Danke, und schönes Wochenende!


----------



## laolamia (14. Okt. 2010)

*AW: Wieviel Salz?*

moin!

was hast du vor?
kartoffeln kochen?

gruss lao


----------



## Koi-Uwe (14. Okt. 2010)

*AW: Wieviel Salz?*



laolamia schrieb:


> moin!
> was hast du vor?
> kartoffeln kochen?





Antwort des Monats 


Hallo Wanderra 
hast du Teichfische im Teich oder Kabeljau und Seelachs im Teich ?

Die Antwort ist: Kein Salz


----------



## Wanderra (14. Okt. 2010)

*AW: Wieviel Salz?*

Moin!
Ich mag zwar Kartoffeln, aber Nudeln sind mir lieber!
Spaß beiseite. Mir hat mal ein Koiteich - Besitzer erzählt, das Salz gut für die Fische wäre!
Wegen __ Parasiten usw.

Bis denne!


----------



## sunnycrocket (14. Okt. 2010)

*AW: Wieviel Salz?*



Wanderra schrieb:


> Hallo Teichfreunde!
> 
> Ich habe diese Woche unseren Teich, nach einem Umbau, komplett mit neuen Wasser befüllt. Nun möchte ich gerne wissen wieviel Salz, ich dem Wasser zugeben sollte?
> Der Teich hat jetzt ein Volumen von 8500 Litern.
> ...



Hallo Wanderra,
schau mal hier, da ist alles Bestens beschrieben.
http://around-koi.de/42210.html

Was du in jedem Fall brauchst ist ein Salzgehalt-Messgerät (elektronisch oder konventionell)
falls du mal nach einem Wasserwechsel wieder nachdosieren willst.


----------



## Butterfly (14. Okt. 2010)

*AW: Wieviel Salz?*

Hi.
Hat der Koiteich-Besitzer nicht unrecht, aber haben deine Fische denn gesundheitliche Schwierigkeiten?

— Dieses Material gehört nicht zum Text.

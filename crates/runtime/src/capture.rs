//! Output Capture & Reconstruction
//!
//! A [`CaptureSink`] stands in for the socket a legacy handler believes it is
//! writing to. Written chunks are classified as status-line framing, header
//! text, blank separators or body content; only body content is kept. Once
//! the handler returns, [`CaptureSink::reconstruct`] reduces what was kept
//! to a [`StructuredResponse`].

use devshim_protocol::{StructuredResponse, DEFAULT_CONTENT_TYPE, EMPTY_JSON_BODY};
use std::collections::BTreeMap;

/// Status reported when a handler never calls `send_response`
pub const DEFAULT_STATUS: u16 = 200;

/// Prefix identifying a status line
const STATUS_LINE_PREFIX: &str = "HTTP/";

/// Header consulted for the response content type
const CONTENT_TYPE_HEADER: &str = "Content-Type";

/// How a written chunk was treated
#[derive(Debug, Clone, Copy, PartialEq, Eq)]
pub enum ChunkClass {
    /// `HTTP/...` framing, discarded
    StatusLine,
    /// Free-text `Key: Value`, discarded
    HeaderLine,
    /// Empty or line-ending only, discarded
    Blank,
    /// Appended to the body accumulator
    Body,
    /// Matched nothing, silently dropped
    Dropped,
}

impl ChunkClass {
    /// Whether the chunk ended up in the body accumulator
    pub fn is_body(&self) -> bool {
        matches!(self, ChunkClass::Body)
    }
}

/// Classify one written chunk. First match wins.
///
/// Decoding here is for classification only and drops bytes that are not
/// valid UTF-8.
pub fn classify(chunk: &[u8], headers_complete: bool) -> ChunkClass {
    let text = decode_ignoring_invalid(chunk);
    let stripped = text.trim();

    if stripped.starts_with(STATUS_LINE_PREFIX) {
        return ChunkClass::StatusLine;
    }
    if stripped.contains(':') && !starts_like_json(stripped) {
        return ChunkClass::HeaderLine;
    }
    if chunk.iter().all(|byte| is_blank_byte(*byte)) {
        return ChunkClass::Blank;
    }
    if starts_like_json(stripped) || headers_complete {
        return ChunkClass::Body;
    }
    ChunkClass::Dropped
}

/// ASCII whitespace including vertical tab, the same set `trim` strips
fn is_blank_byte(byte: u8) -> bool {
    byte.is_ascii_whitespace() || byte == 0x0b
}

/// Write target substituted for a handler's socket.
///
/// Single use: one sink per request, read once after the handler returns.
#[derive(Debug, Clone)]
pub struct CaptureSink {
    status: u16,
    headers: BTreeMap<String, String>,
    body: Vec<u8>,
    headers_complete: bool,
}

impl Default for CaptureSink {
    fn default() -> Self {
        Self {
            status: DEFAULT_STATUS,
            headers: BTreeMap::new(),
            body: Vec::new(),
            headers_complete: false,
        }
    }
}

impl CaptureSink {
    /// Create an empty sink
    pub fn new() -> Self {
        Self::default()
    }

    /// Record the response status
    pub fn send_response(&mut self, code: u16) {
        self.status = code;
    }

    /// Record a header; the last value written for a key wins
    pub fn send_header(&mut self, key: impl Into<String>, value: impl Into<String>) {
        self.headers.insert(key.into(), value.into());
    }

    /// Signal that headers are complete; later chunks are accepted as body
    pub fn end_headers(&mut self) {
        self.headers_complete = true;
    }

    /// Accept a chunk the way a socket would. Never fails.
    pub fn write(&mut self, chunk: impl AsRef<[u8]>) -> ChunkClass {
        let chunk = chunk.as_ref();
        let class = classify(chunk, self.headers_complete);
        if class.is_body() {
            self.body.extend_from_slice(chunk);
        }
        class
    }

    /// Sockets need flushing; the sink does not.
    pub fn flush(&mut self) {}

    pub fn status(&self) -> u16 {
        self.status
    }

    pub fn headers(&self) -> &BTreeMap<String, String> {
        &self.headers
    }

    /// Look a header up. An exact key wins; otherwise the first key in
    /// sorted order that matches ignoring ASCII case.
    pub fn header(&self, name: &str) -> Option<&str> {
        self.headers
            .get(name)
            .or_else(|| {
                self.headers
                    .iter()
                    .find(|(key, _)| key.eq_ignore_ascii_case(name))
                    .map(|(_, value)| value)
            })
            .map(String::as_str)
    }

    /// Accumulated body bytes, exactly as written
    pub fn body(&self) -> &[u8] {
        &self.body
    }

    pub fn headers_complete(&self) -> bool {
        self.headers_complete
    }

    /// Reduce the captured output to a structured response.
    ///
    /// The body is the leftmost `{` through the rightmost `}` of the trimmed
    /// accumulator, else the trimmed accumulator, else `{}`. The span is not
    /// re-validated as JSON.
    pub fn reconstruct(self) -> StructuredResponse {
        let text = decode_ignoring_invalid(&self.body);
        let stripped = text.trim();

        let body = match json_object_span(stripped) {
            Some(span) => span,
            None if !stripped.is_empty() => stripped,
            None => EMPTY_JSON_BODY,
        };

        let content_type = self
            .header(CONTENT_TYPE_HEADER)
            .unwrap_or(DEFAULT_CONTENT_TYPE)
            .to_string();

        StructuredResponse::new(self.status, content_type, body.as_bytes().to_vec())
    }
}

/// Leftmost `{` to rightmost `}` after it
fn json_object_span(text: &str) -> Option<&str> {
    let start = text.find('{')?;
    let end = text.rfind('}')?;
    (end > start).then(|| &text[start..=end])
}

fn starts_like_json(text: &str) -> bool {
    text.starts_with('{') || text.starts_with('[')
}

/// UTF-8 decode that skips invalid sequences instead of replacing them
pub(crate) fn decode_ignoring_invalid(bytes: &[u8]) -> String {
    let mut decoded = String::with_capacity(bytes.len());
    for chunk in bytes.utf8_chunks() {
        decoded.push_str(chunk.valid());
    }
    decoded
}

#[cfg(test)]
mod tests {
    use super::*;

    #[test]
    fn test_classify_framing() {
        assert_eq!(classify(b"HTTP/1.1 200 OK\r\n", false), ChunkClass::StatusLine);
        assert_eq!(classify(b"  HTTP/1.0 404\n", true), ChunkClass::StatusLine);
        assert_eq!(
            classify(b"Content-Type: application/json\r\n", false),
            ChunkClass::HeaderLine
        );
        assert_eq!(classify(b"\r\n", false), ChunkClass::Blank);
        assert_eq!(classify(b"", true), ChunkClass::Blank);
        assert_eq!(classify(b"  \n", true), ChunkClass::Blank);
    }

    #[test]
    fn test_classify_body() {
        assert_eq!(classify(br#"{"ok": true}"#, false), ChunkClass::Body);
        assert_eq!(classify(b"[1, 2]", false), ChunkClass::Body);
        assert_eq!(classify(b"plain text", false), ChunkClass::Dropped);
        assert_eq!(classify(b"plain text", true), ChunkClass::Body);
        // Colon wins over the headers-complete flag for non-JSON text.
        assert_eq!(classify(b"time: 12:00", true), ChunkClass::HeaderLine);
    }

    #[test]
    fn test_classify_vertical_tab_as_blank() {
        assert_eq!(classify(b"\x0b", false), ChunkClass::Blank);
        assert_eq!(classify(b"\x0b\r\n", true), ChunkClass::Blank);

        let mut sink = CaptureSink::new();
        sink.end_headers();
        assert_eq!(sink.write(b"\x0b"), ChunkClass::Blank);
        assert!(sink.body().is_empty());
    }

    #[test]
    fn test_classify_ignores_invalid_utf8() {
        assert_eq!(classify(b"\xff\xfe{\"a\": 1}", false), ChunkClass::Body);
        assert_eq!(classify(b"\xff\xfe", false), ChunkClass::Dropped);
    }

    #[test]
    fn test_framed_response() {
        let mut sink = CaptureSink::new();
        sink.write("HTTP/1.1 200 OK\r\n");
        sink.write("Content-Type: application/json\r\n");
        sink.write("\r\n");
        sink.write(r#"{"ok": true}"#);

        let response = sink.reconstruct();
        assert_eq!(response.status(), 200);
        assert_eq!(response.content_type(), "application/json");
        assert_eq!(response.body(), br#"{"ok": true}"#);
    }

    #[test]
    fn test_empty_output_defaults() {
        let response = CaptureSink::new().reconstruct();
        assert_eq!(response.status(), 200);
        assert_eq!(response.body(), b"{}");
        assert_eq!(response.content_type(), "application/json");
    }

    #[test]
    fn test_explicit_status_and_headers() {
        let mut sink = CaptureSink::new();
        sink.send_response(201);
        sink.send_header("content-type", "text/plain");
        sink.send_header("content-type", "application/vnd.api+json");
        sink.end_headers();
        sink.write("created");

        assert!(sink.headers_complete());
        assert_eq!(sink.headers().len(), 1);
        let response = sink.reconstruct();
        assert_eq!(response.status(), 201);
        assert_eq!(response.content_type(), "application/vnd.api+json");
        assert_eq!(response.body(), b"created");
    }

    #[test]
    fn test_content_type_prefers_exact_key() {
        for order in [["content-type", "Content-Type"], ["Content-Type", "content-type"]] {
            let mut sink = CaptureSink::new();
            for key in order {
                let value = if key == "Content-Type" { "text/csv" } else { "text/plain" };
                sink.send_header(key, value);
            }
            sink.write(r#"{"rows": 2}"#);

            assert_eq!(sink.headers().len(), 2);
            assert_eq!(sink.reconstruct().content_type(), "text/csv");
        }

        let mut sink = CaptureSink::new();
        sink.send_header("content-type", "text/plain");
        sink.send_header("CONTENT-TYPE", "text/html");
        assert_eq!(sink.header("Content-Type"), Some("text/html"));
    }

    #[test]
    fn test_text_before_end_headers_is_dropped() {
        let mut sink = CaptureSink::new();
        assert_eq!(sink.write("warming up"), ChunkClass::Dropped);
        sink.end_headers();
        assert_eq!(sink.write(r#"{"late": 1}"#), ChunkClass::Body);
        assert_eq!(sink.reconstruct().body(), br#"{"late": 1}"#);
    }

    #[test]
    fn test_json_span_is_greedy() {
        let mut sink = CaptureSink::new();
        sink.end_headers();
        sink.write("prefix ");
        sink.write("{\"a\": {\"b\": 1}} trailing } tail");
        let response = sink.reconstruct();
        assert_eq!(response.body(), b"{\"a\": {\"b\": 1}} trailing }");
    }

    #[test]
    fn test_array_body_passes_through() {
        let mut sink = CaptureSink::new();
        sink.write("  [1, 2, 3]\n");
        assert_eq!(sink.body(), b"  [1, 2, 3]\n");
        assert_eq!(sink.reconstruct().body(), b"[1, 2, 3]");
    }

    #[test]
    fn test_split_json_object() {
        let mut sink = CaptureSink::new();
        sink.write("HTTP/1.1 200 OK\r\n");
        sink.end_headers();
        sink.write("{\"items\": [");
        sink.write("1, 2");
        sink.write("]}\n");
        let value: serde_json::Value = sink.reconstruct().body_json();
        assert_eq!(value, serde_json::json!({"items": [1, 2]}));
    }

    #[test]
    fn test_malformed_json_passes_through() {
        let mut sink = CaptureSink::new();
        sink.write("{not json}");
        let response = sink.reconstruct();
        assert_eq!(response.body(), b"{not json}");
        assert_eq!(response.content_type(), "application/json");
    }
}
use anyhow::Result;
use clap::{Args, Parser, Subcommand};
use std::path::PathBuf;

mod commands;
use commands::{execute_invoke_command, execute_list_command, execute_serve_command, InvokeArgs, ServeArgs};

#[derive(Parser)]
#[command(name = "devshim")]
#[command(about = "Devshim - serve raw socket handlers as structured JSON endpoints")]
#[command(version = "0.1.0")]
pub struct Cli {
    #[command(subcommand)]
    pub command: Commands,
}

#[derive(Subcommand)]
pub enum Commands {
    /// Start the development server
    Serve(ServeCommandArgs),
    /// List resolvable handlers
    List(ListArgs),
    /// Run one request through a handler and print the result
    Invoke(InvokeCommandArgs),
}

#[derive(Args)]
pub struct ServeCommandArgs {
    /// Port to listen on
    #[arg(short, long, default_value = "5328")]
    pub port: u16,
    /// Address to bind
    #[arg(long, default_value = "127.0.0.1")]
    pub host: String,
    /// Handler directory
    #[arg(short, long, default_value = "api")]
    pub dir: PathBuf,
    /// Entry point name excluded from resolution
    #[arg(long, default_value = "dev_server")]
    pub entry_point: String,
    /// Let handler log messages through
    #[arg(long)]
    pub handler_logs: bool,
}

#[derive(Args)]
pub struct ListArgs {
    /// Handler directory
    #[arg(short, long, default_value = "api")]
    pub dir: PathBuf,
}

#[derive(Args)]
pub struct InvokeCommandArgs {
    /// Handler name
    pub name: String,
    /// Request verb
    #[arg(short, long, default_value = "GET")]
    pub method: String,
    /// Request path (defaults to /api/<name>)
    #[arg(long)]
    pub path: Option<String>,
    /// Request body
    #[arg(short, long)]
    pub body: Option<String>,
    /// Request header as KEY:VALUE, repeatable
    #[arg(short = 'H', long = "header")]
    pub headers: Vec<String>,
    /// Handler directory
    #[arg(short, long, default_value = "api")]
    pub dir: PathBuf,
}

#[tokio::main]
async fn main() -> Result<()> {
    let cli = Cli::parse();

    match cli.command {
        Commands::Serve(args) => {
            let serve_args = ServeArgs {
                port: args.port,
                host: args.host,
                dir: args.dir,
                entry_point: args.entry_point,
                handler_logs: args.handler_logs,
            };
            execute_serve_command(serve_args).await
        }
        Commands::List(args) => execute_list_command(&args.dir),
        Commands::Invoke(args) => {
            let invoke_args = InvokeArgs {
                name: args.name,
                method: args.method,
                path: args.path,
                body: args.body,
                headers: args.headers,
                dir: args.dir,
            };
            execute_invoke_command(invoke_args).await
        }
    }
}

Oder willst das salz als ''Wasseraufbereiter'' nehmen?


MFG aus Berlin


----------



## Butterfly (14. Okt. 2010)

*AW: Wieviel Salz?*

Nabend Michael.
Zitat:_falls du mal nach einem Wasserwechsel wieder nachdosieren willst. _

Warum ??? 

MFG aus Berlin


----------



## hkkleemann (14. Okt. 2010)

*AW: Wieviel Salz?*

Habe zwar gestaunt und geschmunzelt, aber stieß eben auf folgendes Bild:
https://www.hobby-gartenteich.de/xf/media/albums/80&pictureid=670

Ist also doch nicht so abwegig.

LG


----------



## Butterfly (14. Okt. 2010)

*AW: Wieviel Salz?*

Nabend.
Sowas sehe ich zum ersten mal.

Ist vieleicht der Rest Streusalz aus dem Winter!! Ha ha
Ne, ne wird schon seinen Sinn haben denke ich.

MFG aus Berlin


----------



## newbee (14. Okt. 2010)

*AW: Wieviel Salz?*

Ich Salze meinen Teich auch immer auf


----------



## Butterfly (14. Okt. 2010)

*AW: Wieviel Salz?*

Nabend Hans.

Kannst du mir/uns vieleicht erklären warum??
Bin ahnungslos :?


MFG aus Berlin


----------



## newbee (14. Okt. 2010)

*AW: Wieviel Salz?*

Auf dieser Seite wir alles sehr ausführlich und genau erklärt.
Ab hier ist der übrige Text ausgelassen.